_DATA RECORDS_:
*** Begin section ***
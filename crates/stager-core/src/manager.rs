use std::collections::HashMap;
use std::process::Stdio;
use std::sync::Arc;

use minijinja::{Environment, context};
use tokio::process::Command;
use tokio::sync::{Mutex, mpsc};
use tracing::{error, info, warn};
use url::Url;

use crate::config::Config;
use crate::error::ManagerError;
use crate::port_pool::PortPool;
use crate::prober::probe_until_ready;
use crate::worker::{Worker, WorkerState};

const DEFAULT_PROXY_TEMPLATE_NAME: &str = "proxy_format";

/// Registry state guarded by a single lock, so the invariant
/// `|workers| + |available ports| == max_instances` can never be observed
/// broken mid-update.
struct Registry {
    workers: HashMap<String, Arc<Worker>>,
    ports: PortPool,
}

/// Owns the tenant registry, the port pool, and the URL template; drives the
/// cold-start sequence that takes a tenant from unseen to a running worker.
///
/// Workers are never evicted by `Manager` itself. That is the Supervisor
/// Loop's job, reacting to the same notification channel `Manager` sends
/// state changes on.
pub struct Manager {
    config: Arc<Config>,
    registry: Mutex<Registry>,
    env: Environment<'static>,
    http: reqwest::Client,
    notify_tx: mpsc::Sender<Arc<Worker>>,
}

impl Manager {
    pub fn new(config: Arc<Config>) -> (Arc<Self>, mpsc::Receiver<Arc<Worker>>) {
        let mut env = Environment::new();
        env.add_template_owned(DEFAULT_PROXY_TEMPLATE_NAME, config.proxy_format.clone())
            .expect("proxy_format failed to compile as a minijinja template");

        let (notify_tx, notify_rx) = mpsc::channel(1);

        let registry = Registry {
            workers: HashMap::new(),
            ports: PortPool::new(config.base_port, config.max_instances),
        };

        let manager = Arc::new(Self {
            config,
            registry: Mutex::new(registry),
            env,
            http: reqwest::Client::new(),
            notify_tx,
        });

        (manager, notify_rx)
    }

    /// Look up a tenant's worker without creating one. Used by the admin
    /// `/ready` endpoint, which must never trigger a cold start.
    pub async fn lookup(&self, tenant: &str) -> Option<Arc<Worker>> {
        self.registry.lock().await.workers.get(tenant).cloned()
    }

    /// Fetch-or-create the worker for `tenant`, spawning its child process
    /// and kicking off the Readiness Prober on first touch.
    ///
    /// A failure before the worker becomes observable (template render, URL
    /// parse) rolls back the port checkout and never leaves a registry entry
    /// behind. A failure spawning the child happens *after* the worker is
    /// registered; that case is not rolled back here, it instead moves the
    /// worker to `Errored` (see [`Self::spawn_child`]) and lets it ride the
    /// normal notify/reap path.
    pub async fn get(&self, tenant: &str) -> Result<Arc<Worker>, ManagerError> {
        {
            let registry = self.registry.lock().await;
            if let Some(worker) = registry.workers.get(tenant) {
                return Ok(worker.clone());
            }
        }

        let mut registry = self.registry.lock().await;
        // Re-check under the same lock we'll checkout under: another task
        // may have created this tenant's worker between the fast-path read
        // above and now, e.g. two concurrent requests touching the same
        // tenant for the first time.
        if let Some(worker) = registry.workers.get(tenant) {
            return Ok(worker.clone());
        }

        let port = registry.ports.checkout()?;

        let target_url = match self.render_target_url(tenant, port) {
            Ok(url) => url,
            Err(err) => {
                registry.ports.return_port(port);
                return Err(err);
            }
        };

        let worker = Arc::new(Worker::new(
            tenant.to_string(),
            port,
            target_url,
            self.http.clone(),
        ));
        registry.workers.insert(tenant.to_string(), worker.clone());
        drop(registry);

        // Unlike a template/URL failure (which fails before the worker is
        // observable and so is rolled back), a spawn failure happens to a
        // worker already in the registry: spec.md §7 kind 3 has it become
        // Errored and ride the normal reap path instead of unwinding the
        // registry insert and answering 500 synchronously.
        self.spawn_child(&worker).await;
        self.spawn_supervision(worker.clone());

        Ok(worker)
    }

    fn render_target_url(&self, tenant: &str, port: u16) -> Result<Url, ManagerError> {
        let tmpl = self.env.get_template(DEFAULT_PROXY_TEMPLATE_NAME)?;
        let rendered = tmpl.render(context! { port => port, name => tenant })?;
        Ok(Url::parse(rendered.trim())?)
    }

    /// Spawns `worker`'s child process and, on success, its process-waiter.
    ///
    /// A spawn failure (e.g. the executable is missing) is not rolled back:
    /// the worker is already registered and observable by the time this
    /// runs, so it is moved straight to `Errored` and published on the
    /// notification channel, letting the Supervisor Loop's existing
    /// `ERRORED_GRACE` reap path clean it up like any other errored worker.
    async fn spawn_child(&self, worker: &Arc<Worker>) {
        let Some((program, args)) = self.config.init_command.split_first() else {
            // No InitCommand configured: nothing to spawn, the worker is
            // assumed to be externally managed and already listening.
            worker.state.store(WorkerState::Started);
            return;
        };

        let mut cmd = Command::new(program);
        cmd.args(args)
            .env("STAGER_PORT", worker.port.to_string())
            .env("STAGER_NAME", &worker.name)
            .stdin(Stdio::null())
            .stdout(Stdio::inherit())
            .stderr(Stdio::inherit())
            .kill_on_drop(true);

        let mut child = match cmd.spawn() {
            Ok(child) => child,
            Err(err) => {
                error!(worker = %worker.name, error = %err, "failed to spawn worker process");
                worker.state.store(WorkerState::Errored);
                let _ = self.notify_tx.send(worker.clone()).await;
                return;
            }
        };
        worker.set_child_pid(child.id());
        worker.state.store(WorkerState::Started);
        info!(worker = %worker.name, port = worker.port, pid = ?child.id(), "spawned worker process");

        let worker_for_wait = worker.clone();
        let notify_tx = self.notify_tx.clone();
        tokio::spawn(async move {
            let status = child.wait().await;
            let final_state = match status {
                Ok(status) if status.success() => WorkerState::Finished,
                Ok(status) => {
                    warn!(worker = %worker_for_wait.name, %status, "worker exited with failure");
                    WorkerState::Errored
                }
                Err(err) => {
                    error!(worker = %worker_for_wait.name, error = %err, "failed to wait on worker process");
                    WorkerState::Errored
                }
            };
            worker_for_wait.state.store(final_state);
            let _ = notify_tx.send(worker_for_wait).await;
        });
    }

    fn spawn_supervision(&self, worker: Arc<Worker>) {
        // Started is the only state `worker` can be in here regardless of
        // whether an InitCommand was configured (`spawn_child` always moves
        // it to Started before returning). Probing is unconditional: an
        // externally-managed worker with no InitCommand still needs the
        // Prober to observe that it's actually listening before the
        // Dispatch Handler treats it as Running.
        let check_delay = self.config.check_delay;
        let check_attempts = self.config.check_attempts;
        let notify_tx = self.notify_tx.clone();
        tokio::spawn(async move {
            probe_until_ready(worker.clone(), check_delay, check_attempts).await;
            if worker.state.load() == WorkerState::Running {
                let _ = notify_tx.send(worker).await;
            }
        });
    }

    pub fn config(&self) -> &Config {
        &self.config
    }

    /// Snapshot of every currently-registered worker, for the Supervisor
    /// Loop's idle scan.
    pub async fn workers_snapshot(&self) -> Vec<Arc<Worker>> {
        self.registry.lock().await.workers.values().cloned().collect()
    }

    /// Remove a tenant's entry and return its port to the pool. Called only
    /// by the Supervisor Loop once a worker has reached `Finished`.
    pub async fn reap(&self, tenant: &str) {
        let mut registry = self.registry.lock().await;
        if let Some(worker) = registry.workers.remove(tenant) {
            worker.state.store(WorkerState::Reaped);
            registry.ports.return_port(worker.port);
        }
    }
}
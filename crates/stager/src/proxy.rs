use axum::body::{Body, to_bytes};
use axum::extract::Request;
use axum::http::{HeaderMap, HeaderName, StatusCode};
use axum::response::{IntoResponse, Response};
use url::Url;

use crate::error::DispatchError;

/// Request body size the proxy will buffer before giving up and returning a
/// 413. Workers are simple tenant processes, not file-upload services, so
/// this is generous without being unbounded.
const MAX_BODY_BYTES: usize = 16 * 1024 * 1024;

/// Headers that must not be copied verbatim onto the outgoing request:
/// `Host` is tenant-specific and must be re-derived for the worker's own
/// loopback address, and the hop-by-hop headers are connection-scoped, per
/// RFC 7230 §6.1.
const HOP_BY_HOP: &[&str] = &[
    "host",
    "connection",
    "keep-alive",
    "proxy-authenticate",
    "proxy-authorization",
    "te",
    "trailers",
    "transfer-encoding",
    "upgrade",
];

/// Forward `req` to `target_url`, preserving method, path, query, headers,
/// and body, and stream the worker's response straight back to the client
/// without buffering it in full.
///
/// Buffers the request body (bounded by [`MAX_BODY_BYTES`]) since most
/// tenant payloads are small form/API bodies and `reqwest` needs an owned
/// body to retry-safely hand to the worker; the response body is streamed.
pub async fn forward(http: &reqwest::Client, target_url: &Url, req: Request) -> Response {
    let (parts, body) = req.into_parts();

    let body_bytes = match to_bytes(body, MAX_BODY_BYTES).await {
        Ok(bytes) => bytes,
        Err(_) => return StatusCode::PAYLOAD_TOO_LARGE.into_response(),
    };

    let mut upstream_url = target_url.clone();
    upstream_url.set_path(parts.uri.path());
    upstream_url.set_query(parts.uri.query());

    let method = reqwest::Method::from_bytes(parts.method.as_str().as_bytes())
        .unwrap_or(reqwest::Method::GET);

    let mut upstream_headers = reqwest::header::HeaderMap::new();
    for (name, value) in parts.headers.iter() {
        if HOP_BY_HOP.contains(&name.as_str()) {
            continue;
        }
        upstream_headers.insert(name.clone(), value.clone());
    }

    let sent = http
        .request(method, upstream_url)
        .headers(upstream_headers)
        .body(body_bytes)
        .send()
        .await;

    match sent {
        Ok(resp) => translate_response(resp),
        Err(err) => DispatchError::Proxy(err).into_response(),
    }
}

fn translate_response(resp: reqwest::Response) -> Response {
    let status = StatusCode::from_u16(resp.status().as_u16()).unwrap_or(StatusCode::BAD_GATEWAY);

    let mut headers = HeaderMap::new();
    for (name, value) in resp.headers().iter() {
        if HOP_BY_HOP.contains(&name.as_str()) {
            continue;
        }
        if let Ok(name) = HeaderName::from_bytes(name.as_str().as_bytes()) {
            headers.insert(name, value.clone());
        }
    }

    let body = Body::from_stream(resp.bytes_stream());

    let mut response = Response::new(body);
    *response.status_mut() = status;
    *response.headers_mut() = headers;
    response
}
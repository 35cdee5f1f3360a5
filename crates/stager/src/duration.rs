use std::time::Duration;

/// Parse a small duration grammar: a run of `<digits><unit>` pairs, units
/// `ms`, `s`, `m`, `h` (e.g. `"5m"`, `"1h30m"`, `"200ms"`).
///
/// Supports just these few suffixes rather than pulling in a
/// duration-parsing crate for a single config field.
pub fn parse_duration(input: &str) -> Result<Duration, String> {
    let input = input.trim();
    if input.is_empty() {
        return Err("empty duration string".to_string());
    }

    let mut total = Duration::ZERO;
    let mut rest = input;
    let mut matched_any = false;

    while !rest.is_empty() {
        let digits_end = rest
            .find(|c: char| !c.is_ascii_digit() && c != '.')
            .ok_or_else(|| format!("duration {input:?} has no unit after its number"))?;
        if digits_end == 0 {
            return Err(format!("duration {input:?} does not start with a number"));
        }
        let (number, unit_rest) = rest.split_at(digits_end);
        let number: f64 = number
            .parse()
            .map_err(|_| format!("invalid number {number:?} in duration {input:?}"))?;

        let (unit_len, seconds_per_unit) = if let Some(stripped) = unit_rest.strip_prefix("ms") {
            let _ = stripped;
            (2, 0.001)
        } else if unit_rest.starts_with('s') {
            (1, 1.0)
        } else if unit_rest.starts_with('m') {
            (1, 60.0)
        } else if unit_rest.starts_with('h') {
            (1, 3600.0)
        } else {
            return Err(format!("unrecognised duration unit in {input:?}"));
        };

        total += Duration::from_secs_f64(number * seconds_per_unit);
        matched_any = true;
        rest = &unit_rest[unit_len..];
    }

    if !matched_any {
        return Err(format!("duration {input:?} contains no value"));
    }
    Ok(total)
}
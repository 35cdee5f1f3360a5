use axum::http::StatusCode;
use axum::response::{IntoResponse, Response};
use stager_core::ManagerError;

/// Errors the Dispatch Handler and Admin API surface to clients.
#[derive(Debug, thiserror::Error)]
pub enum DispatchError {
    #[error("failed to resolve worker: {0}")]
    Resolve(#[from] ManagerError),

    #[error("upstream proxy error: {0}")]
    Proxy(#[from] reqwest::Error),
}

impl IntoResponse for DispatchError {
    fn into_response(self) -> Response {
        let status = match &self {
            // Port exhaustion and template/URL failures are both
            // misconfiguration-or-resource-exhaustion surfaced as 500.
            DispatchError::Resolve(_) => StatusCode::INTERNAL_SERVER_ERROR,
            // A 502 is the closest honest status for "the upstream didn't
            // answer", since the proxy itself ran fine.
            DispatchError::Proxy(_) => StatusCode::BAD_GATEWAY,
        };
        (status, self.to_string()).into_response()
    }
}
//! Minimal HTTP responder spawned by integration tests as a stand-in worker
//! process. Reads `STAGER_PORT`/`STAGER_NAME` the same way a real tenant
//! worker would, binds a plain `std::net::TcpListener`, and answers every
//! request `200 OK` until it is interrupted (the default SIGINT disposition
//! terminates it, matching the idle-reap contract the Supervisor Loop relies
//! on).
//!
//! Not part of the public crate surface, only used via
//! `env!("CARGO_BIN_EXE_fixture_responder")` in `tests/manager_lifecycle.rs`.
use std::io::{Read, Write};
use std::net::TcpListener;

fn main() {
    let port: u16 = std::env::var("STAGER_PORT")
        .expect("STAGER_PORT must be set")
        .parse()
        .expect("STAGER_PORT must be a valid port number");

    let listener =
        TcpListener::bind(("127.0.0.1", port)).expect("fixture_responder failed to bind");

    for stream in listener.incoming() {
        let Ok(mut stream) = stream else { continue };
        let mut buf = [0u8; 1024];
        let _ = stream.read(&mut buf);
        let _ = stream.write_all(b"HTTP/1.1 200 OK\r\nContent-Length: 2\r\n\r\nok");
    }
}
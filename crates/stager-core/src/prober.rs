use std::sync::Arc;
use std::time::Duration;

use tracing::{debug, warn};

use crate::worker::{Worker, WorkerState};

/// Polls a freshly-spawned worker's `target_url` until it answers or the
/// attempt budget is exhausted, then fires its [`crate::worker::ReadySignal`]
/// and advances its state.
///
/// A network error (connection refused, reset, timeout) or a `5xx` response
/// both count as "not ready yet" and consume one attempt. Anything else,
/// including `4xx`, means the child is accepting connections and is promoted
/// to `Running`. The process is not expected to serve a meaningful response
/// to a bare `HEAD /`; only that it answers at all.
pub async fn probe_until_ready(worker: Arc<Worker>, check_delay: Duration, check_attempts: u32) {
    for attempt in 0..check_attempts {
        if worker.state.load() != WorkerState::Started {
            // Child exited (or was reaped) before it ever came up.
            return;
        }

        match worker
            .http
            .head(worker.target_url.clone())
            .timeout(check_delay)
            .send()
            .await
        {
            Ok(resp) if resp.status().is_server_error() => {
                debug!(
                    worker = %worker.name,
                    attempt,
                    status = %resp.status(),
                    "worker not ready yet"
                );
            }
            Ok(resp) => {
                debug!(worker = %worker.name, attempt, status = %resp.status(), "worker ready");
                worker.state.store(WorkerState::Running);
                worker.ready_signal.fire();
                return;
            }
            Err(err) => {
                debug!(worker = %worker.name, attempt, error = %err, "probe failed");
            }
        }

        tokio::time::sleep(check_delay).await;
    }

    warn!(
        worker = %worker.name,
        attempts = check_attempts,
        "worker never became ready within the attempt budget, giving up"
    );
    // Leave state as Started: the process-waiter task will move it to
    // Errored or Finished once the child actually exits. We do not fire the
    // ready signal, so any in-flight waiter keeps waiting on the bound
    // HoldFor deadline instead.
}

#[cfg(test)]
mod tests {
    use super::*;
    use tokio::io::{AsyncReadExt, AsyncWriteExt};
    use tokio::net::TcpListener;
    use url::Url;

    async fn spawn_responder(statuses: Vec<u16>) -> Url {
        let listener = TcpListener::bind("127.0.0.1:0").await.unwrap();
        let addr = listener.local_addr().unwrap();
        tokio::spawn(async move {
            for status in statuses {
                let (mut sock, _) = listener.accept().await.unwrap();
                let mut buf = [0u8; 1024];
                let _ = sock.read(&mut buf).await;
                let body = format!("HTTP/1.1 {status} X\r\nContent-Length: 0\r\n\r\n");
                let _ = sock.write_all(body.as_bytes()).await;
            }
        });
        Url::parse(&format!("http://{addr}")).unwrap()
    }

    fn test_worker(url: Url) -> Arc<Worker> {
        let w = Worker::new("t".to_string(), url.port().unwrap(), url, reqwest::Client::new());
        w.state.store(WorkerState::Started);
        Arc::new(w)
    }

    #[tokio::test]
    async fn promotes_to_running_on_first_success() {
        let url = spawn_responder(vec![200]).await;
        let worker = test_worker(url);

        probe_until_ready(worker.clone(), Duration::from_millis(20), 5).await;

        assert_eq!(worker.state.load(), WorkerState::Running);
        assert!(worker.ready_signal.is_fired());
    }

    #[tokio::test]
    async fn retries_through_5xx_before_succeeding() {
        let url = spawn_responder(vec![503, 503, 200]).await;
        let worker = test_worker(url);

        probe_until_ready(worker.clone(), Duration::from_millis(10), 10).await;

        assert_eq!(worker.state.load(), WorkerState::Running);
        assert!(worker.ready_signal.is_fired());
    }

    #[tokio::test]
    async fn gives_up_after_attempt_budget_without_firing_signal() {
        // Nothing listening: every attempt is a connection error.
        let url = Url::parse("http://127.0.0.1:1").unwrap();
        let worker = test_worker(url);

        probe_until_ready(worker.clone(), Duration::from_millis(5), 3).await;

        assert_eq!(worker.state.load(), WorkerState::Started);
        assert!(!worker.ready_signal.is_fired());
    }

    #[tokio::test]
    async fn stops_early_if_worker_left_started_state() {
        let url = Url::parse("http://127.0.0.1:1").unwrap();
        let worker = test_worker(url);
        worker.state.store(WorkerState::Finished);

        probe_until_ready(worker.clone(), Duration::from_millis(5), 100).await;

        assert!(!worker.ready_signal.is_fired());
    }
}
use std::path::PathBuf;
use std::sync::Arc;

use clap::Parser;
use serde::Deserialize;
use stager_core::Config;

use crate::duration::parse_duration;

/// Command-line surface. Every field is optional except `--config`/`--init`
/// wiring so that a bare invocation falls through entirely to the JSON file
/// and then the built-in defaults, following "CLI > file > defaults"
/// precedence.
#[derive(Parser, Debug)]
#[command(name = "stagerd", author, version, about = "Host-dispatching reverse proxy with lazily-launched per-tenant workers")]
pub struct CliArgs {
    /// JSON config file to merge under CLI flags.
    #[arg(long)]
    pub config: Option<PathBuf>,

    #[arg(long)]
    pub domain_suffix: Option<String>,

    #[arg(long)]
    pub listen: Option<String>,

    #[arg(long)]
    pub base_port: Option<u16>,

    #[arg(long)]
    pub max_instances: Option<usize>,

    #[arg(long)]
    pub proxy_format: Option<String>,

    #[arg(long)]
    pub idle_time: Option<String>,

    #[arg(long)]
    pub resource_dir: Option<PathBuf>,

    #[arg(long)]
    pub hold_for: Option<String>,

    /// argv for the worker child process, e.g. `--init-command sh -c 'run.sh'`.
    #[arg(long, num_args = 1.., value_delimiter = ' ')]
    pub init_command: Option<Vec<String>>,
}

/// Shape of the JSON config file. Every field optional so a file only needs
/// to name what it overrides from the built-in defaults.
#[derive(Debug, Default, Deserialize)]
#[serde(rename_all = "PascalCase")]
pub struct FileConfig {
    pub domain_suffix: Option<String>,
    pub listen: Option<String>,
    pub base_port: Option<u16>,
    pub max_instances: Option<usize>,
    pub proxy_format: Option<String>,
    pub init_command: Option<Vec<String>>,
    pub idle_time: Option<String>,
    pub resource_dir: Option<PathBuf>,
    pub hold_for: Option<String>,
}

impl FileConfig {
    pub fn from_path(path: &std::path::Path) -> anyhow::Result<Self> {
        let raw = std::fs::read_to_string(path)
            .map_err(|err| anyhow::anyhow!("failed to read config file {}: {err}", path.display()))?;
        let parsed: Self = serde_json::from_str(&raw)
            .map_err(|err| anyhow::anyhow!("failed to parse config file {}: {err}", path.display()))?;
        Ok(parsed)
    }
}

/// Merge CLI flags over an optional JSON file over [`Config::default`], then
/// parse the duration-string fields, producing the plain-data `Config`
/// `stager-core` operates on.
pub fn build_config(args: &CliArgs) -> anyhow::Result<Arc<Config>> {
    let file = match &args.config {
        Some(path) => FileConfig::from_path(path)?,
        None => FileConfig::default(),
    };

    let mut config = Config::default();

    if let Some(v) = file.domain_suffix {
        config.domain_suffix = v;
    }
    if let Some(v) = file.listen {
        config.listen = v;
    }
    if let Some(v) = file.base_port {
        config.base_port = v;
    }
    if let Some(v) = file.max_instances {
        config.max_instances = v;
    }
    if let Some(v) = file.proxy_format {
        config.proxy_format = v;
    }
    if let Some(v) = file.init_command {
        config.init_command = v;
    }
    if let Some(v) = file.idle_time {
        config.idle_time = parse_duration(&v).map_err(|e| anyhow::anyhow!(e))?;
    }
    if let Some(v) = file.resource_dir {
        config.resource_dir = Some(v);
    }
    if let Some(v) = file.hold_for {
        config.hold_for = parse_duration(&v).map_err(|e| anyhow::anyhow!(e))?;
    }

    if let Some(v) = &args.domain_suffix {
        config.domain_suffix = v.clone();
    }
    if let Some(v) = &args.listen {
        config.listen = v.clone();
    }
    if let Some(v) = args.base_port {
        config.base_port = v;
    }
    if let Some(v) = args.max_instances {
        config.max_instances = v;
    }
    if let Some(v) = &args.proxy_format {
        config.proxy_format = v.clone();
    }
    if let Some(v) = &args.init_command {
        config.init_command = v.clone();
    }
    if let Some(v) = &args.idle_time {
        config.idle_time = parse_duration(v).map_err(|e| anyhow::anyhow!(e))?;
    }
    if let Some(v) = &args.resource_dir {
        config.resource_dir = Some(v.clone());
    }
    if let Some(v) = &args.hold_for {
        config.hold_for = parse_duration(v).map_err(|e| anyhow::anyhow!(e))?;
    }

    Ok(Arc::new(config))
}
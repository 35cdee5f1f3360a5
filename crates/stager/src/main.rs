use clap::Parser;
use tracing::info;

use stager::config::{CliArgs, build_config};
use stager::dispatch::AppState;
use stager::{app, shutdown, templates};
use stager_core::Manager;

#[tokio::main]
async fn main() -> anyhow::Result<()> {
    stager_utils::telemetry::setup_telemetry("stager=info,stager_core=info,tower_http=info");

    let args = CliArgs::parse();
    let config = build_config(&args)?;

    info!(
        listen = %config.listen,
        domain_suffix = %config.domain_suffix,
        base_port = config.base_port,
        max_instances = config.max_instances,
        "starting stager"
    );

    let templates = templates::templates(config.resource_dir.as_deref());
    let (manager, notify_rx) = Manager::new(config.clone());

    tokio::spawn(stager_core::supervisor::run(manager.clone(), notify_rx));

    let state = AppState {
        manager: manager.clone(),
        templates,
    };
    let router = app(state, config.resource_dir.as_deref());

    let listener = tokio::net::TcpListener::bind(&config.listen).await?;
    info!(addr = %config.listen, "listening");

    axum::serve(listener, router)
        .with_graceful_shutdown(shutdown::signal())
        .await?;

    Ok(())
}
*** End section ***
_TASK OBJECTIVE_: From the records above, repeat exactly the lines from the one with "(template render, URL" through the one with "the fast-path read", both included.

_YOUR SOLUTION_:
    /// A failure before the worker becomes observable (template render, URL
    /// parse) rolls back the port checkout and never leaves a registry entry
    /// behind. A failure spawning the child happens *after* the worker is
    /// registered; that case is not rolled back here, it instead moves the
    /// worker to `Errored` (see [`Self::spawn_child`]) and lets it ride the
    /// normal notify/reap path.
    pub async fn get(&self, tenant: &str) -> Result<Arc<Worker>, ManagerError> {
        {
            let registry = self.registry.lock().await;
            if let Some(worker) = registry.workers.get(tenant) {
                return Ok(worker.clone());
            }
        }

        let mut registry = self.registry.lock().await;
        // Re-check under the same lock we'll checkout under: another task
        // may have created this tenant's worker between the fast-path read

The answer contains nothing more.